(Collected data)
* * * * * * *
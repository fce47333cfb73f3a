use super::{open_host, page_keys};
use crate::config::Config;
use anyhow::Result;
use clap::Args;
use colored::Colorize;
use folio_model::Slot;
use std::path::{Path, PathBuf};

#[derive(Debug, Args)]
pub struct PagesArgs {
    /// Site document file (overrides config)
    #[arg(short, long)]
    pub data: Option<PathBuf>,
}

pub async fn pages(args: PagesArgs, cwd: &Path) -> Result<()> {
    let config = Config::load(cwd)?;
    let data_file = config.data_file(cwd, args.data.as_deref());
    let host = open_host(&data_file, true).await;
    let document = host.current();

    for key in page_keys(&document) {
        let contents = match document.slot(&key) {
            Some(Slot::Blocks(page)) => format!("{} blocks", page.len()),
            Some(slot) => slot.kind().to_string(),
            None => "no content".to_string(),
        };
        println!(
            "  {} {:<32} {:<12} {:?}",
            format!("{:<24}", key).bright_white(),
            document.page_title(&key),
            contents,
            document.layout_hint(&key)
        );
    }
    Ok(())
}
* * * * * * *
### Exercise directions:
Each line of the records that holds the word "Result" should be copied out.

### Solution:
use anyhow::Result;
pub async fn pages(args: PagesArgs, cwd: &Path) -> Result<()> {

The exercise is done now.